- Cinema poster
- Directed by: Don Sharp
- Written by: Don Sharp David Butler additional material Murray Smith
- Based on: novel Bear Island by Alistair MacLean
- Produced by: Peter Snell; William Hill;
- Starring: Donald Sutherland; Vanessa Redgrave; Richard Widmark; Christopher Lee; Barbara Parkins; Lloyd Bridges;
- Cinematography: Alan Hume
- Edited by: Tony Lower
- Music by: Robert Farnon
- Production companies: Selkirk Films Canadian Film Development Corporation Bear Island Films
- Distributed by: United Artists (Canada) Columbia Pictures (International; through Columbia-EMI-Warner Distributors in the UK)
- Release dates: 1 November 1979 (United States); 5 December 1979 (South Africa); 26 December 1979 (UK);
- Running time: 118 minutes
- Countries: United Kingdom Canada
- Languages: English, German
- Budget: $CAD12,100,000 (estimated) or $9.3 million

= Bear Island (film) =

1979 British film by Don Sharp

Bear Island is a 1979 adventure film based on Alistair MacLean's 1971 novel of the same name. It was directed by Don Sharp, and starring Donald Sutherland, Vanessa Redgrave, Richard Widmark, Christopher Lee, Barbara Parkins and Lloyd Bridges.

==Plot==

A solitary figure, Larsen, hurries across an arctic landscape to his tent and sends an emergency radio signal, trying to contact colleagues on the ship 'Morning Rose', but he is killed before he can transmit any useful information.

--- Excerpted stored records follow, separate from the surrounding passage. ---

use std::io::Read as _;
use std::path::PathBuf;
use std::process::exit;
use std::time::Duration;

use clap::Parser;
use colored::Colorize as _;
use parallax::{call, copy, hosts, slurp, HostResults, LevelFilter, Options};

#[derive(Parser)]
#[clap(
    name = "parallax",
    about = "Run commands or copy files on many hosts in parallel over SSH"
)]
struct Args {
    #[clap(
        short = 'f',
        long = "hosts",
        help = "Host file, one [user@]host[:port] per line (repeatable)"
    )]
    hosts: Vec<PathBuf>,
    #[clap(
        short = 'H',
        long = "host",
        help = "Whitespace-separated [user@]host[:port] entries (repeatable)"
    )]
    host: Vec<String>,
    #[clap(short = 'l', long, help = "Default login user")]
    user: Option<String>,
    #[clap(short = 'p', long, default_value = "32", help = "Max parallel connections")]
    par: usize,
    #[clap(
        short = 't',
        long,
        default_value = "0",
        help = "Per-task timeout in seconds, 0 disables"
    )]
    timeout: u64,
    #[clap(short = 'o', long, help = "Write per-host stdout files into this directory")]
    outdir: Option<PathBuf>,
    #[clap(short = 'e', long, help = "Write per-host stderr files into this directory")]
    errdir: Option<PathBuf>,
    #[clap(short = 'A', long, help = "Prompt for a password and supply it to ssh")]
    askpass: bool,
    #[clap(short = 'O', long = "option", help = "Extra ssh -o option (repeatable)")]
    option: Vec<String>,
    #[clap(short = 'x', long, help = "Extra ssh/scp arguments (shell-quoted)")]
    extra_args: Option<String>,
    #[clap(short = 'i', long, help = "Print aggregated output per host")]
    inline: bool,
    #[clap(short = 'P', long = "print", help = "Print output as it arrives")]
    print_out: bool,
    #[clap(short = 'q', long, help = "Silence progress output")]
    quiet: bool,
    #[clap(short = 'v', long, help = "Verbose diagnostics")]
    verbose: bool,
    #[clap(long, help = "Read standard input and feed it to each task")]
    send_input: bool,
    #[clap(subcommand)]
    subcmd: SubCommand,
}

#[derive(Parser)]
enum SubCommand {
    #[clap(name = "call", about = "Run a command on all hosts")]
    Call {
        #[clap(help = "Command line to execute remotely")]
        command: String,
    },
    #[clap(name = "copy", about = "Copy a local path to all hosts")]
    Copy {
        src: String,
        dst: String,
        #[clap(short, long, help = "Copy recursively")]
        recursive: bool,
    },
    #[clap(name = "slurp", about = "Fetch a remote path from all hosts")]
    Slurp {
        src: String,
        #[clap(help = "Relative local destination (stored under <localdir>/<host>/)")]
        dst: String,
        #[clap(short, long, help = "Copy recursively")]
        recursive: bool,
        #[clap(short = 'L', long, help = "Local base directory for downloads")]
        localdir: Option<PathBuf>,
    },
}

fn main() {
    let args = Args::parse();
    parallax::configure_logger(if args.verbose {
        LevelFilter::Debug
    } else {
        LevelFilter::Warn
    });
    match run(args) {
        Ok(true) => {}
        Ok(false) => exit(1),
        Err(e) => {
            eprintln!("{}", e.to_string().red().bold());
            exit(1);
        }
    }
}

fn run(args: Args) -> parallax::Result<bool> {
    let mut targets = hosts::read_host_files(&args.hosts, args.user.as_deref())?;
    for entry in &args.host {
        targets.extend(hosts::parse_host_string(entry, args.user.as_deref()));
    }
    if targets.is_empty() {
        return Err(parallax::Error::invalid_data(
            "no hosts given, use --hosts or --host",
        ));
    }

    let input_stream = if args.send_input {
        let mut input = Vec::new();
        std::io::stdin().read_to_end(&mut input)?;
        Some(input)
    } else {
        None
    };
    let ssh_extra = match &args.extra_args {
        Some(extra) => shlex::split(extra)
            .ok_or_else(|| parallax::Error::invalid_data("unbalanced quotes in --extra-args"))?,
        None => Vec::new(),
    };
    let mut opts = Options {
        limit: args.par,
        timeout: Duration::from_secs(args.timeout),
        askpass: args.askpass,
        outdir: args.outdir.clone(),
        errdir: args.errdir.clone(),
        ssh_options: args.option.clone(),
        ssh_extra,
        verbose: args.verbose,
        quiet: args.quiet,
        print_out: args.print_out,
        inline: args.inline,
        input_stream,
        default_user: args.user.clone(),
        ..Options::default()
    };

    let results = match &args.subcmd {
        SubCommand::Call { command } => call(targets, command, &opts)?,
        SubCommand::Copy {
            src,
            dst,
            recursive,
        } => {
            opts.recursive = *recursive;
            copy(targets, src, dst, &opts)?
        }
        SubCommand::Slurp {
            src,
            dst,
            recursive,
            localdir,
        } => {
            opts.recursive = *recursive;
            opts.localdir = localdir.clone();
            slurp(targets, src, dst, &opts)?
        }
    };
    Ok(report(&results, args.quiet))
}

/// Prints one summary line per host; returns true when every host succeeded
fn report(results: &HostResults, quiet: bool) -> bool {
    let mut hosts: Vec<&String> = results.keys().collect();
    hosts.sort();
    let mut ok = true;
    for host in hosts {
        match &results[host] {
            Ok(output) => {
                if !quiet {
                    println!("{} {}", "[OK]".green().bold(), host);
                }
                if !output.stdout.is_empty() {
                    print!("{}", String::from_utf8_lossy(&output.stdout));
                }
            }
            Err(err) => {
                ok = false;
                eprintln!("{} {} {}", "[FAIL]".red().bold(), host, err);
            }
        }
    }
    ok
}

The 'Morning Rose' is carrying a multinational expedition of United Nations scientists to remote Bear Island to study climate change. Leading the team are German scientists Gerran and his deputy Hartman, and includes Norwegian psychiatrist Lindquist and the laconic Pole Lechinski. American biologist Frank Lansing joins the boat, where he is reunited with his friend Smithy and former colleague Rubin. Lansing's suspicions are aroused when his belongings are searched shortly after his arrival.

The expedition arrives at Bear Island, location of a NATO base and the site of a former U-boat station. From German colleagues Jungbeck and Heyter, they learn that Larsen is missing. Gerran forbids access to the old U-boat base, but it becomes apparent that Lansing is very interested in it – his father was a U-boat commander who died there.

Lansing and Rubin disobey instructions and venture into the area near the U-boat base but someone triggers an avalanche using explosive charges, killing Rubin. Later, Lansing finds an underwater entrance to the U-boat base, where he finds his father's submarine with his remains still inside it. He also finds signs that others have visited the base recently, and suspects Jungbeck and Heyter.

Lansing and Smithy decide to go to the NATO base for help, and although their snowmobile is sabotaged they both survive the explosion. Meanwhile, Lindquist finds a message left by Larsen, who had been a Norwegian agent, confirming that Jungbeck and Heyter are neo-Nazis controlled by a third expedition member codenamed Zelda. Lansing takes Lindquist to the U-boat where they find crates marked as containing explosives, but on opening one they discover it is full of gold.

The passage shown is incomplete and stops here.